И сегодня, в очередной раз прочитав послание словенского магазина и почувствовав одновременно свою заднюю приложность, я позволил мысли о связи этих слов и телесных ощущений повести меня дальше, а пальцам, стучащим по компьютерной клавиатуре, просто следовать за мыслью.
Приложение второе
Эта фраза связалась во мне с темой первой недели облачного ритрита “Естественная уверенность”. Исходя из названия, естественно начать с переживания опоры. Вот мы с этого и начали.
Тут, наверное, надо оговориться (вдруг мы с вами не знакомы?), что в своём отношении к чувствующим и якобы нечувствующим существам я не разделяю их неделимую жизнь на жизнь тела и жизнь сознания. Жизнь тела – это и есть жизнь сознания, а жизнь сознания – это жизнь тела. Ну, как минимум до тех пор, пока мы проживаем на планете Земля, а дальше посмотрим, как будет.

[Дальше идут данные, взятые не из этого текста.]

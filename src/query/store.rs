//! Parameter-store collaborator.
//!
//! Map clients frequently reference a previously saved query by an opaque
//! id instead of resending the full query text and filter list. The engine
//! only ever reads from the store.

use async_trait::async_trait;

use crate::error::IndexError;

use super::bbox::Envelope;

/// A stored query resolved from an opaque reference id.
#[derive(Debug, Clone, Default, PartialEq)]
pub struct StoredQuery {
    /// Query text
    pub q: String,

    /// Filter list
    pub filters: Vec<String>,

    /// Well-known-text geometry restricting the query, if any
    pub wkt: Option<String>,

    /// Bounding box recorded with the query, if any
    pub bbox: Option<Envelope>,
}

/// Read-only access to previously stored queries.
#[async_trait]
pub trait QueryStore: Send + Sync {
    /// Resolve a reference id.
    ///
    /// Returns `Ok(None)` when the id is unknown; errors are reserved for
    /// store failures.
    async fn get(&self, id: &str) -> Result<Option<StoredQuery>, IndexError>;
}

#[cfg(test)]
mod tests {
    use super::*;
    use std::collections::HashMap;

    struct MapStore {
        entries: HashMap<String, StoredQuery>,
    }

    #[async_trait]
    impl QueryStore for MapStore {
        async fn get(&self, id: &str) -> Result<Option<StoredQuery>, IndexError> {
            Ok(self.entries.get(id).cloned())
        }
    }

    #[tokio::test]
    async fn test_lookup() {
        let mut entries = HashMap::new();
        entries.insert(
            "abc123".to_string(),
            StoredQuery {
                q: "genus:Acacia".to_string(),
                filters: vec!["state:NSW".to_string()],
                wkt: None,
                bbox: Some(Envelope::new(140.0, -38.0, 154.0, -28.0)),
            },
        );
        let store = MapStore { entries };

        let hit = store.get("abc123").await.unwrap().unwrap();
        assert_eq!(hit.q, "genus:Acacia");
        assert_eq!(store.get("missing").await.unwrap(), None);
    }
}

Так вот, если мы сидим, то мы сидим своим телом. Сидение – это и есть задняя приложность, это физический процесс, предъявляемый нам в ощущениях: чувство плотности контакта, чувство притяжения к земле, чувство веса тела. И поэтому в начале настройки на медитацию я всегда предлагаю опустить внимание в область таза и почувствовать заднюю приложность во всех её оттенках и тональностях.

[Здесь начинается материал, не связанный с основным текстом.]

//! Domain types for HedgeLab

pub mod bar;
pub mod equity;
pub mod position;
pub mod signal;
pub mod trade;

pub use bar::Bar;
pub use equity::EquityPoint;
pub use position::{Position, PositionId, Side};
pub use signal::{Direction, Signal};
pub use trade::{ExitReason, Trade};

Вы, кстати, если хотите, тоже можете это сделать – прямо сейчас, не отрываясь от текста: глаза боятся, в смысле читают, а задняя приложность сама собой прикладывается и знай себе чувствует.

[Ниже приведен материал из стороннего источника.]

//! Scoring primitives: pure functions over trade lists, equity curves and
//! label vectors.
//!
//! No dependencies on walk-forward orchestration or I/O.

use std::collections::BTreeMap;

use hedgelab_core::domain::equity::balances;
use hedgelab_core::domain::{Direction, Side, Signal, Trade};
use hedgelab_core::engine::SimulationResult;
use serde::{Deserialize, Serialize};

/// Profit factor reported when a trade list has no losing trades.
pub const PROFIT_FACTOR_SENTINEL: f64 = 10.0;

// ─── Trading metrics ────────────────────────────────────────────────

/// Gross profit over absolute gross loss.
///
/// 0.0 for an empty trade list, [`PROFIT_FACTOR_SENTINEL`] when gross loss is
/// exactly zero.
pub fn profit_factor(trades: &[Trade]) -> f64 {
    if trades.is_empty() {
        return 0.0;
    }
    let gross_profit: f64 = trades.iter().filter(|t| t.pnl > 0.0).map(|t| t.pnl).sum();
    let gross_loss: f64 = trades.iter().filter(|t| t.pnl < 0.0).map(|t| t.pnl).sum();

    if gross_loss == 0.0 {
        return PROFIT_FACTOR_SENTINEL;
    }
    gross_profit / gross_loss.abs()
}

/// Fraction of trades with positive pnl.
pub fn win_rate(trades: &[Trade]) -> f64 {
    if trades.is_empty() {
        return 0.0;
    }
    trades.iter().filter(|t| t.is_winner()).count() as f64 / trades.len() as f64
}

/// Largest peak-to-trough decline of a balance series, as a negative fraction.
pub fn max_drawdown(equity_curve: &[f64]) -> f64 {
    if equity_curve.len() < 2 {
        return 0.0;
    }
    let mut peak = equity_curve[0];
    let mut max_dd = 0.0_f64;

    for &eq in equity_curve {
        if eq > peak {
            peak = eq;
        }
        if peak > 0.0 {
            let dd = (eq - peak) / peak;
            if dd < max_dd {
                max_dd = dd;
            }
        }
    }
    max_dd
}

/// Arithmetic mean; 0.0 for an empty slice.
pub fn mean_f64(values: &[f64]) -> f64 {
    if values.is_empty() {
        return 0.0;
    }
    values.iter().sum::<f64>() / values.len() as f64
}

// ─── Classification metrics ─────────────────────────────────────────

/// Fraction of positions where prediction equals truth. 0.0 when empty.
pub fn accuracy(predicted: &[Direction], actual: &[Direction]) -> f64 {
    let n = predicted.len().min(actual.len());
    if n == 0 {
        return 0.0;
    }
    let hits = predicted.iter().zip(actual).filter(|(p, a)| p == a).count();
    hits as f64 / n as f64
}

fn true_positives(predicted: &[Direction], actual: &[Direction], class: Direction) -> usize {
    predicted
        .iter()
        .zip(actual)
        .filter(|(p, a)| **p == class && **a == class)
        .count()
}

/// tp / (tp + fp) for `class`; 0.0 when the class is never predicted.
pub fn precision(predicted: &[Direction], actual: &[Direction], class: Direction) -> f64 {
    let tp = true_positives(predicted, actual, class);
    let predicted_positive = predicted
        .iter()
        .zip(actual)
        .filter(|(p, _)| **p == class)
        .count();
    if predicted_positive == 0 {
        return 0.0;
    }
    tp as f64 / predicted_positive as f64
}

/// tp / (tp + fn) for `class`; 0.0 when the class never occurs.
pub fn recall(predicted: &[Direction], actual: &[Direction], class: Direction) -> f64 {
    let tp = true_positives(predicted, actual, class);
    let actual_positive = predicted
        .iter()
        .zip(actual)
        .filter(|(_, a)| **a == class)
        .count();
    if actual_positive == 0 {
        return 0.0;
    }
    tp as f64 / actual_positive as f64
}

/// Harmonic mean of precision and recall; 0.0 when both are zero.
pub fn f1(predicted: &[Direction], actual: &[Direction], class: Direction) -> f64 {
    let p = precision(predicted, actual, class);
    let r = recall(predicted, actual, class);
    if p + r == 0.0 {
        return 0.0;
    }
    2.0 * p * r / (p + r)
}

/// 3×3 counts; rows are true classes and columns predicted classes, both in
/// [`Direction::ALL`] order (-1, 0, 1).
pub fn confusion_matrix(predicted: &[Direction], actual: &[Direction]) -> [[usize; 3]; 3] {
    let mut matrix = [[0usize; 3]; 3];
    for (p, a) in predicted.iter().zip(actual) {
        matrix[class_index(*a)][class_index(*p)] += 1;
    }
    matrix
}

fn class_index(direction: Direction) -> usize {
    match direction {
        Direction::Short => 0,
        Direction::Flat => 1,
        Direction::Long => 2,
    }
}

/// Per-class precision/recall/F1 for one label.
#[derive(Debug, Clone, PartialEq, Serialize, Deserialize)]
pub struct ClassScores {
    pub precision: f64,
    pub recall: f64,
    pub f1: f64,
    pub support: usize,
}

/// Accuracy, per-class scores and confusion matrix for one prediction set.
#[derive(Debug, Clone, PartialEq, Serialize, Deserialize)]
pub struct ClassificationReport {
    pub accuracy: f64,
    /// Keyed by trading label ("-1", "0", "1").
    pub classes: BTreeMap<String, ClassScores>,
    pub confusion: [[usize; 3]; 3],
}

impl ClassificationReport {
    pub fn compute(predicted: &[Direction], actual: &[Direction]) -> Self {
        let classes = Direction::ALL
            .iter()
            .map(|&class| {
                let scores = ClassScores {
                    precision: precision(predicted, actual, class),
                    recall: recall(predicted, actual, class),
                    f1: f1(predicted, actual, class),
                    support: actual.iter().filter(|a| **a == class).count(),
                };
                (class.to_string(), scores)
            })
            .collect();
        Self {
            accuracy: accuracy(predicted, actual),
            classes,
            confusion: confusion_matrix(predicted, actual),
        }
    }
}

// ─── Fold diagnostics ───────────────────────────────────────────────

/// Occurrences of each trading label.
#[derive(Debug, Clone, Copy, Default, PartialEq, Eq, Serialize, Deserialize)]
pub struct ClassCounts {
    #[serde(rename = "-1")]
    pub short: usize,
    #[serde(rename = "0")]
    pub flat: usize,
    #[serde(rename = "1")]
    pub long: usize,
}

impl ClassCounts {
    pub fn from_directions(directions: impl IntoIterator<Item = Direction>) -> Self {
        let mut counts = Self::default();
        for d in directions {
            counts.add(d);
        }
        counts
    }

    pub fn add(&mut self, direction: Direction) {
        match direction {
            Direction::Short => self.short += 1,
            Direction::Flat => self.flat += 1,
            Direction::Long => self.long += 1,
        }
    }

    pub fn get(&self, direction: Direction) -> usize {
        match direction {
            Direction::Short => self.short,
            Direction::Flat => self.flat,
            Direction::Long => self.long,
        }
    }

    pub fn total(&self) -> usize {
        self.short + self.flat + self.long
    }

    /// Per-class count of positions where prediction and truth agree.
    pub fn correct(predicted: &[Direction], actual: &[Direction]) -> Self {
        Self::from_directions(
            predicted
                .iter()
                .zip(actual)
                .filter(|(p, a)| p == a)
                .map(|(p, _)| *p),
        )
    }
}

/// Mean/max/min of the winning-class probability over a segment.
#[derive(Debug, Clone, Copy, Default, PartialEq, Serialize, Deserialize)]
pub struct ConfidenceStats {
    pub mean: f64,
    pub max: f64,
    pub min: f64,
}

impl ConfidenceStats {
    /// All zeros for an empty signal list.
    pub fn from_signals(signals: &[Signal]) -> Self {
        if signals.is_empty() {
            return Self::default();
        }
        let confidences: Vec<f64> = signals.iter().map(|s| s.confidence).collect();
        Self {
            mean: mean_f64(&confidences),
            max: confidences.iter().copied().fold(f64::NEG_INFINITY, f64::max),
            min: confidences.iter().copied().fold(f64::INFINITY, f64::min),
        }
    }
}

// ─── Backtest summary ───────────────────────────────────────────────

/// Headline statistics of one simulation run.
#[derive(Debug, Clone, PartialEq, Serialize, Deserialize)]
pub struct BacktestSummary {
    pub initial_balance: f64,
    pub final_balance: f64,
    pub net_pnl: f64,
    pub return_pct: f64,
    pub total_trades: usize,
    pub long_trades: usize,
    pub short_trades: usize,
    pub long_winners: usize,
    pub short_winners: usize,
    pub wins: usize,
    pub losses: usize,
    pub avg_holding_bars: f64,
    pub win_rate: f64,
    pub profit_factor: f64,
    pub max_drawdown: f64,
    pub residual_margin: f64,
}

impl BacktestSummary {
    pub fn compute(result: &SimulationResult) -> Self {
        let trades = &result.trades;
        let count_side = |side: Side| trades.iter().filter(|t| t.side == side).count();
        let winners_side = |side: Side| {
            trades
                .iter()
                .filter(|t| t.side == side && t.is_winner())
                .count()
        };
        let holding: Vec<f64> = trades.iter().map(|t| t.holding_bars as f64).collect();
        let net_pnl = result.net_pnl();
        let return_pct = if result.initial_balance != 0.0 {
            net_pnl / result.initial_balance * 100.0
        } else {
            0.0
        };

        Self {
            initial_balance: result.initial_balance,
            final_balance: result.final_balance,
            net_pnl,
            return_pct,
            total_trades: trades.len(),
            long_trades: count_side(Side::Long),
            short_trades: count_side(Side::Short),
            long_winners: winners_side(Side::Long),
            short_winners: winners_side(Side::Short),
            wins: trades.iter().filter(|t| t.is_winner()).count(),
            losses: trades.iter().filter(|t| t.is_loser()).count(),
            avg_holding_bars: mean_f64(&holding),
            win_rate: win_rate(trades),
            profit_factor: profit_factor(trades),
            max_drawdown: max_drawdown(&balances(&result.equity_curve)),
            residual_margin: result.residual_margin,
        }
    }
}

И когда мы вот так опускаем внимание в таз, как сейчас, что же мы там находим, какие ощущения?
99,999999999 % людей находят там напряжения, пусть небольшие, но всё же напряжения. И только жалкий 0,000000001 % полностью расслаблен в тазу своём, но, скорее всего, только лишь потому, что этот процент полностью и бесповоротно мёртв.
А живой человек – он чувствует, что в тазу происходит много разного, в том числе и напряжений: у кого в ягодицах, у кого в промежности, у кого в прилагающейся к тазу пояснице, у кого во всех местах сразу.
Но как эти напряжения переживаются субъективно?
Обычно как втягивание, подтягивание, лёгкое поджимание мышц и как будто… некоторое недоверие, так ведь?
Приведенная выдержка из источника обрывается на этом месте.